SIFF Names First Female Artistic Director, Beth Barrett: Barrett, who was named Interim Artistic Director in October after Carl Spence stepped down, has been with SIFF since 2003 in a variety of programming roles (including Director of Programming). Barrett officially joins Executive Director Sarah Wilke to make SIFF’s leadership team now 100% female-driven. Excellent!
A New Literary Hub Opens in Pioneer Square: While you’re out doing Seattle Art Fair stuff and First Thursday stuff, stop by the newly minted X Y Z Space. Three local literary entities—Cold Cube Press, Mount Analogue, and Gramma Press—have taken up residence in what used to be the G. Gibson gallery. Tonight there will be a weird DJ and an installation by Mary Anne Carter called “Women In the Style of Taco Bell,” which is just as fun as it sounds.

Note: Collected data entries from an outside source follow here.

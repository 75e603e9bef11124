//! Tile kinds of the station grid.

/// What occupies one grid cell. The set is closed.
#[derive(Copy, Clone, Debug, PartialEq, Eq, Hash)]
#[cfg_attr(feature = "serde", derive(serde::Serialize, serde::Deserialize))]
pub enum TileKind {
    Floor,
    Wall,
    Door,
    Terminal,
    Generator,
    Storage,
}

impl TileKind {
    pub const ALL: [TileKind; 6] = [
        TileKind::Floor,
        TileKind::Wall,
        TileKind::Door,
        TileKind::Terminal,
        TileKind::Generator,
        TileKind::Storage,
    ];

    /// Whether the observer may stand on this tile.
    #[inline]
    pub const fn is_walkable(self) -> bool {
        !matches!(self, Self::Wall)
    }

    /// Layout character.
    pub const fn rune(self) -> char {
        match self {
            Self::Floor => '.',
            Self::Wall => '#',
            Self::Door => 'D',
            Self::Terminal => 'T',
            Self::Generator => 'G',
            Self::Storage => 'S',
        }
    }

    /// Parse a layout character.
    pub const fn from_rune(ch: char) -> Option<Self> {
        match ch {
            '.' => Some(Self::Floor),
            '#' => Some(Self::Wall),
            'D' => Some(Self::Door),
            'T' => Some(Self::Terminal),
            'G' => Some(Self::Generator),
            'S' => Some(Self::Storage),
            _ => None,
        }
    }

    /// Upper-case label for the status line.
    pub const fn label(self) -> &'static str {
        match self {
            Self::Floor => "CORRIDOR",
            Self::Wall => "WALL",
            Self::Door => "DOORWAY",
            Self::Terminal => "TERMINAL",
            Self::Generator => "GENERATOR",
            Self::Storage => "STORAGE",
        }
    }
}

#[cfg(test)]
mod tests {
    use super::*;

    #[test]
    fn only_walls_block() {
        for t in TileKind::ALL {
            assert_eq!(t.is_walkable(), t != TileKind::Wall);
        }
    }

    #[test]
    fn runes_round_trip() {
        for t in TileKind::ALL {
            assert_eq!(TileKind::from_rune(t.rune()), Some(t));
        }
        assert_eq!(TileKind::from_rune('x'), None);
    }
}
#[cfg(test)]
mod tests {
    use super::*;
    use crate::corruption::is_corruption_glyph;
    use listener_core::{Direction, GridMap, Orientation, Oxygen, Point, Sanity};

    /// Tier of every shade glyph in a row, in column order.
    fn row_tiers(row: &Row) -> Vec<ShadeTier> {
        row.glyphs()
            .iter()
            .filter_map(|g| ShadeTier::from_glyph(g.ch))
            .collect()
    }

    fn room() -> GridMap {
        GridMap::walled(10, 10, TileKind::Floor)
    }

    fn at(map: &GridMap, x: i32, y: i32, facing: Direction) -> Orientation {
        Orientation::spawn(map, Point::new(x, y), facing).unwrap()
    }

    #[test]
    fn layout_splits_rows_into_thirds() {
        let r = Renderer::seeded(RenderConfig::default(), 0);
        let l = r.layout(Viewport::new(80, 24));
        assert_eq!((l.ceiling, l.wall, l.floor), (6, 6, 8));
        assert_eq!(l.height(), 24);
        let l = r.layout(Viewport::new(80, 25));
        assert_eq!((l.ceiling, l.wall, l.floor), (7, 7, 7));
    }

    #[test]
    fn frame_matches_viewport() {
        let map = room();
        let o = at(&map, 2, 2, Direction::East);
        let scene = SceneView::new(&map, &o, Sanity::new(45));
        let mut r = Renderer::seeded(RenderConfig::default(), 3);
        for (cols, rows) in [(40, 12), (80, 24), (121, 37)] {
            let f = r.render(&scene, Viewport::new(cols, rows));
            assert_eq!(f.width(), cols);
            assert_eq!(f.height(), rows);
            assert!(f.rows().iter().all(|row| row.width() == cols));
        }
    }

    #[test]
    fn degenerate_viewport_is_clamped() {
        let map = room();
        let o = at(&map, 2, 2, Direction::North);
        let scene = SceneView::new(&map, &o, Sanity::MAX);
        let mut r = Renderer::seeded(RenderConfig::default(), 1);
        for vp in [Viewport::new(0, 0), Viewport::new(1, 1), Viewport::new(39, 80)] {
            let f = r.render(&scene, vp);
            assert!(f.width() >= 40);
            assert!(f.height() >= 12);
        }
    }

    #[test]
    fn identical_seeds_render_identical_frames() {
        let map = room().with_tile(Point::new(2, 1), TileKind::Generator);
        let o = at(&map, 2, 4, Direction::North);
        let scene = SceneView::new(&map, &o, Sanity::new(12)).with_oxygen(Oxygen::new(61));
        let mut a = Renderer::seeded(RenderConfig::default(), 99);
        let mut b = Renderer::seeded(RenderConfig::default(), 99);
        for _ in 0..12 {
            let vp = Viewport::new(90, 30);
            assert_eq!(a.render(&scene, vp), b.render(&scene, vp));
        }
        let mut c = Renderer::seeded(RenderConfig::default(), 100);
        let vp = Viewport::new(90, 30);
        assert_ne!(a.render(&scene, vp), c.render(&scene, vp));
    }

    #[test]
    fn flicker_advances_once_per_frame() {
        let map = room();
        let o = at(&map, 2, 2, Direction::North);
        let scene = SceneView::new(&map, &o, Sanity::new(20));
        let mut r = Renderer::seeded(RenderConfig::default(), 5);
        for n in 0..25u8 {
            assert_eq!(r.flicker().counter(), n % 10);
            r.render(&scene, Viewport::new(60, 20));
            assert_eq!(r.last_stats().flicker, n % 10);
            assert_eq!(r.last_stats().lights_on, n % 10 < 7);
        }
    }

    #[test]
    fn calm_room_has_no_corruption_and_fades_with_distance() {
        let map = room();
        let o = at(&map, 2, 2, Direction::North);
        let scene = SceneView::new(&map, &o, Sanity::MAX);
        let mut r = Renderer::seeded(RenderConfig::default(), 17);
        let vp = Viewport::new(80, 40);
        for _ in 0..10 {
            let f = r.render(&scene, vp);
            assert!(f.glyphs().all(|g| !is_corruption_glyph(g.ch)));
            assert!(f.glyphs().all(|g| g.mark.is_none()));
            assert_eq!(r.last_stats().corruption.corrupted, 0);
            assert_eq!(r.last_stats().corruption.edge_hits, 0);
            assert!(!r.last_stats().flavor);

            // Wall band rows run far to near; the best tier in each row may
            // only grow as distance shrinks. The nearest row is open floor.
            let l = r.last_stats().layout.unwrap();
            let band = &f.rows()[l.ceiling..l.ceiling + l.wall];
            let mut prev = ShadeTier::Sparse;
            for row in band {
                if let Some(best) = row_tiers(row).into_iter().max() {
                    assert!(best >= prev);
                    prev = best;
                }
            }
            assert_eq!(prev, ShadeTier::Dense);
        }
    }

    #[test]
    fn generator_at_low_sanity() {
        let map = room().with_tile(Point::new(5, 5), TileKind::Generator);
        let o = at(&map, 5, 5, Direction::West);
        let scene = SceneView::new(&map, &o, Sanity::new(10));
        let mut r = Renderer::seeded(RenderConfig::default(), 2024);
        let vp = Viewport::new(100, 40);

        let mut total = CorruptionStats::default();
        let mut flavored = 0;
        for _ in 0..60 {
            let f = r.render(&scene, vp);
            let lines = f.lines();
            let l = r.last_stats().layout.unwrap();
            let status = &lines[l.ceiling + l.wall + l.floor + 1];
            let hint = &lines[l.ceiling + l.wall + l.floor + 2];
            assert!(status.starts_with("GENERATOR"));
            assert!(hint.contains("GENERATOR"));
            total.merge(r.last_stats().corruption);
            if r.last_stats().flavor {
                flavored += 1;
            }
        }
        let rate = total.rate();
        assert!(total.candidates > 20_000);
        assert!((rate - 0.225).abs() < 0.01, "rate {rate}");
        assert!(total.marks > 0);
        assert!(total.edge_hits > 0);
        assert!(flavored > 0 && flavored < 60);
    }

    #[test]
    fn status_line_reports_position_facing_and_oxygen() {
        let map = room();
        let o = at(&map, 3, 7, Direction::South);
        let scene = SceneView::new(&map, &o, Sanity::MAX).with_oxygen(Oxygen::new(42));
        let row = status_row(60, &scene);
        assert_eq!(row.to_text().trim_end(), "CORRIDOR | (3, 7) | Facing S | O2 42%");
        assert_eq!(row.width(), 60);
    }

    #[test]
    fn hints_name_the_feature() {
        assert!(hint_for(TileKind::Terminal).contains("TERMINAL"));
        assert!(hint_for(TileKind::Generator).contains("GENERATOR"));
        assert!(hint_for(TileKind::Storage).contains("STORAGE"));
        assert!(hint_for(TileKind::Floor).contains("CORRIDOR"));
    }

    #[test]
    fn floor_widens_toward_the_viewer() {
        let mut r = Renderer::seeded(
            RenderConfig {
                speck_chance: 0.0,
                ..RenderConfig::default()
            },
            8,
        );
        let l = r.layout(Viewport::new(100, 40));
        let first = r.floor_row(l, 0);
        let last = r.floor_row(l, l.floor - 1);
        let filled = |row: &Row| row.glyphs().iter().filter(|g| !g.is_blank()).count();
        assert_eq!(filled(&first), 30);
        assert_eq!(filled(&last), 70);
        assert!(last.to_text().contains(FLOOR_SEAM));
        assert!(!first.to_text().contains(FLOOR_SEAM));
    }

    /// Non-blank share of the near-third and far ceiling rows, and whether
    /// any ceiling edge held a corruption glyph.
    fn ceiling_sample(sanity: u8, frames: usize) -> (f64, f64, bool) {
        let map = room();
        let o = at(&map, 2, 2, Direction::North);
        let scene = SceneView::new(&map, &o, Sanity::new(sanity));
        let mut r = Renderer::seeded(RenderConfig::default(), 23);
        let vp = Viewport::new(80, 40);
        let (mut near, mut near_cells, mut far, mut far_cells) = (0usize, 0usize, 0usize, 0usize);
        let mut edge_glitch = false;
        for _ in 0..frames {
            let f = r.render(&scene, vp);
            let l = r.last_stats().layout.unwrap();
            for (i, row) in f.rows()[..l.ceiling].iter().enumerate() {
                let glyphs = row.glyphs();
                let last = glyphs.len() - 1;
                for (x, g) in glyphs.iter().enumerate() {
                    if x == 0 || x == last {
                        edge_glitch |= is_corruption_glyph(g.ch);
                    } else {
                        assert!(g.is_blank() || CEILING_DOTS.contains(&g.ch), "{:?}", g.ch);
                    }
                }
                let dots = glyphs.iter().filter(|g| !g.is_blank()).count();
                if i < l.ceiling.div_ceil(3) {
                    near += dots;
                    near_cells += glyphs.len();
                } else {
                    far += dots;
                    far_cells += glyphs.len();
                }
            }
        }
        (
            near as f64 / near_cells as f64,
            far as f64 / far_cells as f64,
            edge_glitch,
        )
    }

    #[test]
    fn ceiling_is_denser_in_the_near_third() {
        let cfg = RenderConfig::default();
        let (near, far, edge_glitch) = ceiling_sample(100, 200);
        assert!((near - cfg.ceiling_near_dot_chance).abs() < 0.02, "near {near}");
        assert!((far - cfg.ceiling_dot_chance).abs() < 0.01, "far {far}");
        assert!(near > 2.0 * far);
        assert!(!edge_glitch);
    }

    #[test]
    fn ceiling_edges_glitch_only_below_half_sanity() {
        let (_, _, edge_glitch) = ceiling_sample(50, 100);
        assert!(!edge_glitch);
        let (_, _, edge_glitch) = ceiling_sample(45, 100);
        assert!(edge_glitch);
    }
}
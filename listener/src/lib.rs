//! The Listener: a first-person station crawl whose picture falls apart as
//! the player's sanity drains.
//!
//! The binary wires a [`ListenerModel`] to the crossterm driver; this
//! library half holds the game itself so it can be driven from tests.

pub mod model;
pub mod msglog;
pub mod screens;
pub mod session;

pub use model::ListenerModel;
pub use msglog::{LogEntry, LogStyle, MessageLog};
pub use session::{Reaction, Session, SessionConfig};
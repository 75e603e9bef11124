//! The terminal/exploration mode machine and exploration input parsing.

use std::fmt;

use crate::tile::TileKind;

/// Which screen owns the player's input.
#[derive(Copy, Clone, Debug, PartialEq, Eq, Hash, Default)]
#[cfg_attr(feature = "serde", derive(serde::Serialize, serde::Deserialize))]
pub enum Mode {
    #[default]
    Terminal,
    Exploration,
}

impl Mode {
    pub const fn name(self) -> &'static str {
        match self {
            Self::Terminal => "terminal",
            Self::Exploration => "exploration",
        }
    }
}

/// Holds the current [`Mode`] and enforces its transitions.
///
/// Entering exploration is always allowed; leaving it is only allowed while
/// standing on a terminal.
#[derive(Clone, Debug, Default, PartialEq, Eq)]
pub struct ModeMachine {
    mode: Mode,
}

impl ModeMachine {
    pub fn new(mode: Mode) -> Self {
        Self { mode }
    }

    #[inline]
    pub fn mode(&self) -> Mode {
        self.mode
    }

    /// Switch to exploration. Unconditional.
    pub fn enter_exploration(&mut self) -> Mode {
        if self.mode != Mode::Exploration {
            log::info!("mode: terminal -> exploration");
        }
        self.mode = Mode::Exploration;
        self.mode
    }

    /// Return to the terminal if the observer stands on one.
    pub fn exit_to_terminal(&mut self, here: TileKind) -> Result<Mode, ModeError> {
        if self.mode == Mode::Terminal {
            return Ok(self.mode);
        }
        if here != TileKind::Terminal {
            log::info!("mode: exit rejected on {here:?}");
            return Err(ModeError::NotAtTerminal { tile: here });
        }
        log::info!("mode: exploration -> terminal");
        self.mode = Mode::Terminal;
        Ok(self.mode)
    }
}

/// A rejected mode transition.
#[derive(Debug, Clone, PartialEq, Eq)]
pub enum ModeError {
    NotAtTerminal { tile: TileKind },
}

impl fmt::Display for ModeError {
    fn fmt(&self, f: &mut fmt::Formatter<'_>) -> fmt::Result {
        match self {
            Self::NotAtTerminal { tile } => write!(
                f,
                "No terminal here ({}). Return to the TERMINAL to exit.",
                tile.label()
            ),
        }
    }
}

impl std::error::Error for ModeError {}

// ---------------------------------------------------------------------------
// ExplorationInput
// ---------------------------------------------------------------------------

/// The commands accepted while exploring.
#[derive(Copy, Clone, Debug, PartialEq, Eq, Hash)]
pub enum ExplorationInput {
    Forward,
    Backward,
    TurnLeft,
    TurnRight,
    ShowMap,
    Help,
    ExitToTerminal,
}

impl ExplorationInput {
    /// Parse a typed command (case and surrounding space ignored).
    pub fn parse(input: &str) -> Result<Self, InputError> {
        let cmd = input.trim().to_ascii_lowercase();
        let parsed = match cmd.as_str() {
            "w" | "forward" => Self::Forward,
            "s" | "back" | "backward" => Self::Backward,
            "a" | "left" => Self::TurnLeft,
            "d" | "right" => Self::TurnRight,
            "m" | "map" => Self::ShowMap,
            "h" | "?" | "help" => Self::Help,
            "q" | "exit" => Self::ExitToTerminal,
            _ => return Err(InputError::Unrecognized(input.trim().to_string())),
        };
        Ok(parsed)
    }
}

/// Input that is not an exploration command.
#[derive(Debug, Clone, PartialEq, Eq)]
pub enum InputError {
    Unrecognized(String),
}

impl fmt::Display for InputError {
    fn fmt(&self, f: &mut fmt::Formatter<'_>) -> fmt::Result {
        match self {
            Self::Unrecognized(_) => f.write_str("Invalid command. Type 'help' for controls."),
        }
    }
}

impl std::error::Error for InputError {}

#[cfg(test)]
mod tests {
    use super::*;

    #[test]
    fn entering_is_unconditional() {
        let mut m = ModeMachine::default();
        assert_eq!(m.mode(), Mode::Terminal);
        assert_eq!(m.enter_exploration(), Mode::Exploration);
        assert_eq!(m.enter_exploration(), Mode::Exploration);
    }

    #[test]
    fn exit_needs_terminal_tile() {
        let mut m = ModeMachine::new(Mode::Exploration);
        for t in TileKind::ALL {
            if t == TileKind::Terminal {
                continue;
            }
            assert_eq!(
                m.exit_to_terminal(t),
                Err(ModeError::NotAtTerminal { tile: t })
            );
            assert_eq!(m.mode(), Mode::Exploration);
        }
        assert_eq!(m.exit_to_terminal(TileKind::Terminal), Ok(Mode::Terminal));
        assert_eq!(m.mode(), Mode::Terminal);
    }

    #[test]
    fn parse_inputs() {
        assert_eq!(ExplorationInput::parse("W"), Ok(ExplorationInput::Forward));
        assert_eq!(ExplorationInput::parse(" s "), Ok(ExplorationInput::Backward));
        assert_eq!(ExplorationInput::parse("a"), Ok(ExplorationInput::TurnLeft));
        assert_eq!(ExplorationInput::parse("d"), Ok(ExplorationInput::TurnRight));
        assert_eq!(ExplorationInput::parse("map"), Ok(ExplorationInput::ShowMap));
        assert_eq!(ExplorationInput::parse("help"), Ok(ExplorationInput::Help));
        assert_eq!(
            ExplorationInput::parse("q"),
            Ok(ExplorationInput::ExitToTerminal)
        );
        let err = ExplorationInput::parse("jump").unwrap_err();
        assert_eq!(err, InputError::Unrecognized("jump".into()));
        assert_eq!(err.to_string(), "Invalid command. Type 'help' for controls.");
    }
}
//! Penalty distribution engine.
//!
//! A day's total penalty (the sum of its active bad-habit taps) is split
//! across the active habits so that the per-habit effective totals always sum
//! exactly to `max(0, raw_total - penalty)`. The split is an even one with a
//! deterministic lexicographic tie-break, each share capped at the habit's own
//! raw units, and any share a capped habit could not absorb flows to habits
//! that still can.
//!
//! The function is pure: identical inputs yield identical outputs regardless
//! of the iteration order of the input map.

use std::collections::HashMap;

/// Split `total_penalty` across `habit_ids` and return each habit's effective
/// (penalty-adjusted) unit count.
///
/// Guarantees, for the returned map `eff` restricted to `habit_ids`:
/// - conservation: `sum(eff) == max(0, raw_total - total_penalty)` when
///   `raw_total == sum(raw over habit_ids)`
/// - bounds: `0 <= eff[h] <= raw[h]` for every habit
/// - fairness: shares differ by at most one unit between habits that can
///   absorb them, remainder going to lexicographically smaller ids
///
/// Habits missing from `raw_by_habit` are treated as having zero raw units.
pub fn distribute(
    raw_by_habit: &HashMap<String, u32>,
    raw_total: u32,
    total_penalty: u32,
    habit_ids: &[String],
) -> HashMap<String, u32> {
    if total_penalty == 0 || habit_ids.is_empty() {
        return raw_by_habit.clone();
    }

    // More penalty than units just zeroes the day out.
    let actual_penalty = total_penalty.min(raw_total);

    // Fixed processing order so remainder allocation is deterministic.
    let mut sorted: Vec<&String> = habit_ids.iter().collect();
    sorted.sort();

    let n = sorted.len() as u32;
    let base = actual_penalty / n;
    let remainder = actual_penalty % n;

    let raw = |id: &String| raw_by_habit.get(id).copied().unwrap_or(0);

    // Even split, one extra unit to the first `remainder` ids, capped at each
    // habit's own raw units.
    let mut shares: Vec<u32> = sorted
        .iter()
        .enumerate()
        .map(|(i, id)| {
            let want = base + u32::from((i as u32) < remainder);
            want.min(raw(*id))
        })
        .collect();

    // Capping may leave part of the penalty unassigned; hand it out one unit
    // at a time to habits with headroom. Reachable because
    // actual_penalty <= raw_total.
    let mut unallocated = actual_penalty - shares.iter().sum::<u32>();
    while unallocated > 0 {
        let mut progressed = false;
        for (i, id) in sorted.iter().enumerate() {
            if unallocated == 0 {
                break;
            }
            if shares[i] < raw(*id) {
                shares[i] += 1;
                unallocated -= 1;
                progressed = true;
            }
        }
        if !progressed {
            break;
        }
    }

    sorted
        .into_iter()
        .zip(shares)
        .map(|(id, share)| (id.clone(), raw(id) - share))
        .collect()
}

Anastacia-Reneé Is Your New Civic Poet: Your old civic poet was Claudia Castro Luna. During her tenure, she gave several readings at unconventional places and made an interactive “poetic grid” of the city that links poets and poems to the places they write about around town.
Rich Smith talked to your new civic poet, who published three books this year and threw this party. She wants to work with indigenous people and also towards extending poetry’s reach to those who don’t think about it very often.
The Gregory Awards Exist: And they’re happening for the ninth time in as many years on October 23rd. Sara Porkalob and Justin Huertas will host. Likely their charm will ameliorate the awkwardness of watching the Seattle theater community pat itself on the back for an entire evening, Rich Smith says.
Learn to Draw Comic Books from Some of the Best in the City: Short Run isn’t just an annual comix festival featuring some of the coolest independent comics in the world, it’s also a summer school that teaches you how to become one of those of those cool comics. There are classes for beginning, intermediate, and advanced artists, and cost is on a sliding scale. Some are held in the CD, some are held Ballard. High recommends go to Sarah Glidden’s Intermediate Watercolor class, Mita Mahato’s papermaking class, and Taylor Dow’s class on how to “make a giant comic.”
Northwest Psych Fest and TUF Announce Final Lineups: Cellist Lori Goldston and Seattle dream-pop group Screens have been added to Northwest Psych Fest’s already killer lineup (which Dave Segal says may be their best yet). And TUF, a Seattle collective of womxn, non-binary, and trans musicians, artists and DJs, just released their final lineup. The FREE daytime festival at Judkins Park includes a ton of music and some really rad workshops. Check them out, plus the TUF FEST ‘til Dawn nighttime portion of the festival, here.
Also: Would you pay $30 to watch two hours of cat videos instead of just watching them at home for free, Anna Kaplan wonders? Sean Nelson writes about keeping up with the Belle and Sebastians. And Amber Cortes (hey, that’s me) escapes primary election night madness by seeing Kendrick Lamar at the Tacoma Dome.